With substantially less trepidation: “How old are you?”
He’d girded himself for the worst, so it’s actually yet another relief, that the hammer lands and it is in fact less than he expected but not what he feared. And then his expression takes on the abstracted look of someone trying to do some very quick math. Divide by half, add seven?
Stephen’s pause goes on a little too long. Not because he’s still agonising over her age, but because now he’s frankly struggling to pin down his own. He and Cosima have bonded over how hard it was to reckon these things.
“It’s hard to tell,” he admits, “between the vanishing for five years and then crossing over here and the timelines don’t really line up. But I was forty-two when I sort-of-died, and then came back the same age, and Thedas wasn’t all that long after. So I’ve generally assumed I turned forty-three here.”
He does the math. They’re in the clear.
Then, before he can think any better of this irrational absurd kneejerk question, “Is that alright? I mean, I’m fine with it if you are—”
To be fair to the momentarily blank look she gives him as she parses that question, there are a couple of elves really fucking with her average here.

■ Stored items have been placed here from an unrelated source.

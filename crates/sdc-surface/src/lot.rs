//! Parking lots with a fixed slot catalog and a shuffled target.
//!
//! Each regeneration shuffles the slot ids: the *last* id becomes the target
//! (outlined in pointer paint, safe to drive over) and the *first* `occupied`
//! ids get a parked car (off-track).  Because `occupied < capacity`, the
//! target is never occupied.

use sdc_core::{Pose, SimRng, SlotId, Vec2};
use tracing::debug;

use crate::{
    CANVAS_HEIGHT, CANVAS_WIDTH, Category, Raster, Rect, Side, Surface, SurfaceError,
    SurfaceResult,
};

/// Width of the white slot lines.
const SLOT_LINE: i32 = 2;
/// Width of the target outline.
const TARGET_LINE: i32 = 5;
/// Gap between a slot's lines and the parked car inside it.
const CAR_INSET: i32 = 6;

/// Paved area inside the fence, shared by both layouts.
const ASPHALT: Rect = Rect::new(20, 20, 1280, 740);
/// Fenced grass island in the large lot.
const ISLAND: Rect = Rect::new(20, 20, 160, 481);

// ── Slots ─────────────────────────────────────────────────────────────────────

/// One marked parking space.
#[derive(Copy, Clone, Debug, PartialEq, Eq)]
#[cfg_attr(feature = "serde", derive(serde::Serialize, serde::Deserialize))]
pub struct ParkingSlot {
    pub id:      SlotId,
    pub rect:    Rect,
    /// The unmarked side facing the aisle.
    pub opening: Side,
}

impl ParkingSlot {
    #[inline]
    pub fn center(&self) -> Vec2 {
        self.rect.center()
    }
}

/// The two built-in lot layouts.
#[derive(Copy, Clone, Debug, PartialEq, Eq)]
#[cfg_attr(feature = "serde", derive(serde::Serialize, serde::Deserialize))]
pub enum LotLayout {
    /// 54 slots around the perimeter; random start pose in the apron.
    Small,
    /// 64 slots with two back-to-back center rows and a grass island;
    /// fixed start pose.
    Large,
}

impl LotLayout {
    pub const fn capacity(self) -> usize {
        match self {
            LotLayout::Small => 54,
            LotLayout::Large => 64,
        }
    }

    /// The slot catalog, ids in catalog order.
    pub fn slots(self) -> Vec<ParkingSlot> {
        let mut rects: Vec<(Rect, Side)> = Vec::with_capacity(self.capacity());
        match self {
            LotLayout::Small => {
                push_row(&mut rects, (0..=1020).step_by(60).map(|dx| (123 + dx, 659)), 54, 98, Side::North);
                push_row(&mut rects, (0..=480).step_by(60).map(|dy| (1199, 603 - dy)), 98, 54, Side::West);
                push_row(&mut rects, (0..=1020).step_by(60).map(|dx| (1143 - dx, 23)), 54, 98, Side::South);
                push_row(&mut rects, (0..=480).step_by(60).map(|dy| (24, 123 + dy)), 98, 54, Side::East);
            }
            LotLayout::Large => {
                push_row(&mut rects, (0..=900).step_by(60).map(|dx| (243 + dx, 658)), 54, 98, Side::North);
                push_row(&mut rects, (0..=480).step_by(60).map(|dy| (1197, 602 - dy)), 98, 54, Side::West);
                push_row(&mut rects, (0..=840).step_by(60).map(|dx| (1143 - dx, 24)), 54, 98, Side::South);
                push_row(&mut rects, (0..=300).step_by(60).map(|dy| (204, 122 + dy)), 98, 54, Side::East);
                push_row(&mut rects, (0..=480).step_by(60).map(|dx| (483 + dx, 404)), 54, 98, Side::South);
                push_row(&mut rects, (0..=480).step_by(60).map(|dx| (483 + dx, 278)), 54, 98, Side::North);
            }
        }
        rects
            .into_iter()
            .enumerate()
            .map(|(i, (rect, opening))| ParkingSlot { id: SlotId(i as u16), rect, opening })
            .collect()
    }

    fn start_pose(self, rng: &mut SimRng) -> Pose {
        match self {
            LotLayout::Small => {
                let x: i32 = rng.gen_range(396..=924);
                let y: i32 = rng.gen_range(230..=538);
                let heading: i32 = rng.gen_range(0..=360);
                Pose::new(Vec2::new(x as f32, y as f32), heading as f32)
            }
            LotLayout::Large => Pose::new(Vec2::new(100.0, 580.0), 0.0),
        }
    }

    /// Everything that does not change between regenerations.
    fn background(self, slots: &[ParkingSlot]) -> Raster {
        let mut raster = Raster::new(CANVAS_WIDTH, CANVAS_HEIGHT, Category::OffTrack);
        raster.fill_rect(ASPHALT, Category::Drivable);
        if self == LotLayout::Large {
            raster.fill_rect(ISLAND, Category::OffTrack);
            raster.stroke_rect(ISLAND, 5, Category::Markup);
        }
        for slot in slots {
            let sides: Vec<Side> = Side::ALL.into_iter().filter(|&s| s != slot.opening).collect();
            raster.stroke_sides(slot.rect, &sides, SLOT_LINE, Category::Markup);
        }
        raster
    }
}

fn push_row(
    rects:   &mut Vec<(Rect, Side)>,
    origins: impl Iterator<Item = (i32, i32)>,
    w:       i32,
    h:       i32,
    opening: Side,
) {
    rects.extend(origins.map(|(x, y)| (Rect::new(x, y, w, h), opening)));
}

// ── ParkingLot ────────────────────────────────────────────────────────────────

/// Construction parameters for [`ParkingLot`].
#[derive(Clone, Debug, PartialEq)]
#[cfg_attr(feature = "serde", derive(serde::Serialize, serde::Deserialize))]
pub struct LotParams {
    pub layout:   LotLayout,
    /// Parked cars per layout.  `None` draws a fresh count in
    /// `0..capacity` on every regeneration.
    pub occupied: Option<usize>,
}

impl Default for LotParams {
    fn default() -> Self {
        Self { layout: LotLayout::Small, occupied: None }
    }
}

impl LotParams {
    pub fn validate(&self) -> SurfaceResult<()> {
        let capacity = self.layout.capacity();
        match self.occupied {
            Some(requested) if requested >= capacity => {
                Err(SurfaceError::OccupiedExceedsCapacity { requested, capacity })
            }
            _ => Ok(()),
        }
    }
}

/// A parking lot surface.
pub struct ParkingLot {
    params:     LotParams,
    slots:      Vec<ParkingSlot>,
    background: Raster,
    raster:     Raster,
    target:     SlotId,
    occupied:   Vec<SlotId>,
    start:      Pose,
}

impl ParkingLot {
    /// Validate `params` and draw the first arrangement.
    pub fn new(params: LotParams, rng: &mut SimRng) -> SurfaceResult<Self> {
        params.validate()?;
        let slots = params.layout.slots();
        let background = params.layout.background(&slots);
        let mut lot = Self {
            raster: background.clone(),
            params,
            slots,
            background,
            target: SlotId::INVALID,
            occupied: Vec::new(),
            start: Pose::default(),
        };
        lot.arrange(rng);
        Ok(lot)
    }

    pub fn layout(&self) -> LotLayout {
        self.params.layout
    }

    pub fn slots(&self) -> &[ParkingSlot] {
        &self.slots
    }

    pub fn target_slot(&self) -> &ParkingSlot {
        &self.slots[self.target.index()]
    }

    pub fn occupied_slots(&self) -> &[SlotId] {
        &self.occupied
    }

    fn arrange(&mut self, rng: &mut SimRng) {
        let capacity = self.slots.len();
        let count = match self.params.occupied {
            Some(n) => n,
            None    => rng.gen_range(0..capacity),
        };

        let mut order: Vec<SlotId> = self.slots.iter().map(|s| s.id).collect();
        rng.shuffle(&mut order);
        self.target = order[capacity - 1];
        order.truncate(count);
        self.occupied = order;
        self.start = self.params.layout.start_pose(rng);

        let mut raster = self.background.clone();
        for id in &self.occupied {
            raster.fill_rect(self.slots[id.index()].rect.inset(CAR_INSET), Category::OffTrack);
        }
        raster.stroke_rect(self.slots[self.target.index()].rect, TARGET_LINE, Category::Pointer);
        self.raster = raster;
    }
}

impl Surface for ParkingLot {
    fn raster(&self) -> &Raster {
        &self.raster
    }

    fn start_pose(&self) -> Pose {
        self.start
    }

    fn regenerate(&mut self, rng: &mut SimRng) {
        self.arrange(rng);
        debug!(
            target_slot = self.target.0,
            occupied = self.occupied.len(),
            "parking lot regenerated"
        );
    }

    fn target_position(&self) -> Option<Vec2> {
        Some(self.target_slot().center())
    }
}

To be fair to the many things that are and have been independently wrong with her before any particularly long-lived, pointy-eared individuals came into the picture, she still might have done, anyway. The idea of it being an issue is not totally intuitive to her, though she catches on — visibly — after that moment of incomprehension.
“Well,” she says, bracingly, “it has been a while since there was anyone under the age of a hundred, but I don't think you're that young—”
Okay.
So she holds that for about a millionth of a second before she laughs, sliding her hand familiarly and fondly over his knee, “Stephen, you're a very handsome man and I like the streaks of white very much but I hadn't taken them for belonging to a man under forty.”